Why nearest k = 5 sometimes only return 2 results? #3306
-
I am trying to understand how I created this script: My uv pyproject.toml [project]
name = "hm-lancedb"
version = "1.0.0"
requires-python = "~=3.12.0"
dependencies = [
"pandas==2.2.3",
"polars==1.18.0",
"pylance==0.21.0",
"tqdm==4.67.1",
] import logging
import lance
import numpy as np
import pandas as pd
from lance.vector import vec_to_table
def main() -> None:
# Create sample vectors (minimum 5000 recommended for meaningful indexing)
num_vectors = 5000 # Increased from 1000 to meet minimum recommendation
vector_dim = 128 # Dimension of each vector (common for embeddings)
vectors = np.random.randn(num_vectors, vector_dim)

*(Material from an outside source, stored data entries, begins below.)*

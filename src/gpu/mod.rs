//! GPU presentation of CPU-rendered frames.

mod blit;

use std::sync::Arc;

use winit::window::Window;

use crate::error::GpuError;

pub use blit::BLIT_SHADER;
use blit::BlitPass;

/// Owns the wgpu surface for one window and blits frames onto it.
pub struct Presenter {
    surface: wgpu::Surface<'static>,
    device: wgpu::Device,
    queue: wgpu::Queue,
    config: wgpu::SurfaceConfiguration,
    blit: BlitPass,
}

impl Presenter {
    /// Acquire a surface, adapter and device for `window`.
    pub fn new(window: Arc<Window>) -> Result<Self, GpuError> {
        pollster::block_on(Self::new_async(window))
    }

    async fn new_async(window: Arc<Window>) -> Result<Self, GpuError> {
        let size = window.inner_size();

        let instance = wgpu::Instance::new(&wgpu::InstanceDescriptor {
            backends: wgpu::Backends::PRIMARY,
            ..Default::default()
        });

        let surface = instance.create_surface(window)?;

        // The blit is trivial; any adapter will do
        let adapter = instance
            .request_adapter(&wgpu::RequestAdapterOptions {
                power_preference: wgpu::PowerPreference::LowPower,
                compatible_surface: Some(&surface),
                force_fallback_adapter: false,
            })
            .await
            .ok_or(GpuError::NoAdapter)?;

        let (device, queue) = adapter
            .request_device(
                &wgpu::DeviceDescriptor {
                    label: Some("Device"),
                    required_features: wgpu::Features::empty(),
                    required_limits: wgpu::Limits::downlevel_webgl2_defaults()
                        .using_resolution(adapter.limits()),
                    memory_hints: wgpu::MemoryHints::MemoryUsage,
                },
                None,
            )
            .await?;

        let surface_caps = surface.get_capabilities(&adapter);
        let surface_format = surface_caps
            .formats
            .iter()
            .copied()
            .find(|f| f.is_srgb())
            .or_else(|| surface_caps.formats.first().copied())
            .ok_or(GpuError::NoSurfaceFormat)?;

        let config = wgpu::SurfaceConfiguration {
            usage: wgpu::TextureUsages::RENDER_ATTACHMENT,
            format: surface_format,
            width: size.width.max(1),
            height: size.height.max(1),
            present_mode: wgpu::PresentMode::AutoVsync,
            alpha_mode: surface_caps
                .alpha_modes
                .first()
                .copied()
                .unwrap_or(wgpu::CompositeAlphaMode::Auto),
            view_formats: vec![],
            desired_maximum_frame_latency: 2,
        };
        surface.configure(&device, &config);

        let blit = BlitPass::new(&device, surface_format, config.width, config.height);

        log::info!(
            "presenter ready: {} ({:?}), surface {:?} {}x{}",
            adapter.get_info().name,
            adapter.get_info().backend,
            surface_format,
            config.width,
            config.height
        );

        Ok(Self {
            surface,
            device,
            queue,
            config,
            blit,
        })
    }

    /// Follow a window resize. Zero-sized (minimised) windows are skipped.
    pub fn resize(&mut self, width: u32, height: u32) {
        if width > 0 && height > 0 {
            self.config.width = width;
            self.config.height = height;
            self.surface.configure(&self.device, &self.config);
            self.blit.resize(&self.device, width, height);
        }
    }

    /// Reconfigure the surface at its current size after it was lost.
    pub fn reconfigure(&mut self) {
        self.surface.configure(&self.device, &self.config);
    }

    /// Current surface size in physical pixels.
    pub fn size(&self) -> (u32, u32) {
        (self.config.width, self.config.height)
    }

    /// Upload an RGBA8 frame and present it.
    ///
    /// Frames whose size differs from the surface are skipped until the next
    /// resize catches up.
    pub fn present(
        &mut self,
        pixels: &[u8],
        width: u32,
        height: u32,
    ) -> Result<(), wgpu::SurfaceError> {
        if (width, height) != self.blit.size() {
            log::trace!("skipping stale {width}x{height} frame");
            return Ok(());
        }
        self.blit.upload(&self.queue, pixels);

        let output = self.surface.get_current_texture()?;
        let view = output
            .texture
            .create_view(&wgpu::TextureViewDescriptor::default());

        let mut encoder = self
            .device
            .create_command_encoder(&wgpu::CommandEncoderDescriptor {
                label: Some("Present Encoder"),
            });
        self.blit.draw(&mut encoder, &view);

        self.queue.submit(std::iter::once(encoder.finish()));
        output.present();
        Ok(())
    }
}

# Create some distinct vectors at the beginning for demonstration
# Make the first vector have a clear pattern
vectors[0] = np.array(
[1.0] * 32 + [2.0] * 32 + [3.0] * 32 + [4.0] * 32
)
# Make the second vector similar to the first but with some variation
vectors[1] = vectors[0] + np.random.randn(vector_dim) * 0.1
# Convert to Lance table
vector_table = vec_to_table(vectors)
# Save to Lance dataset
uri = "/tmp/lancedb/vectors.lance"
dataset = lance.write_dataset(vector_table, uri, mode="overwrite")
logging.info(
"Dataset saved to %s with %d vectors of dimension %d",
uri,
num_vectors,
vector_dim,
)
# https://lancedb.github.io/lancedb/concepts/index_ivfpq/
# Create an index for vector similarity search
# IVF-PQ is a composite index that combines inverted file index (IVF) and product quantization (PQ)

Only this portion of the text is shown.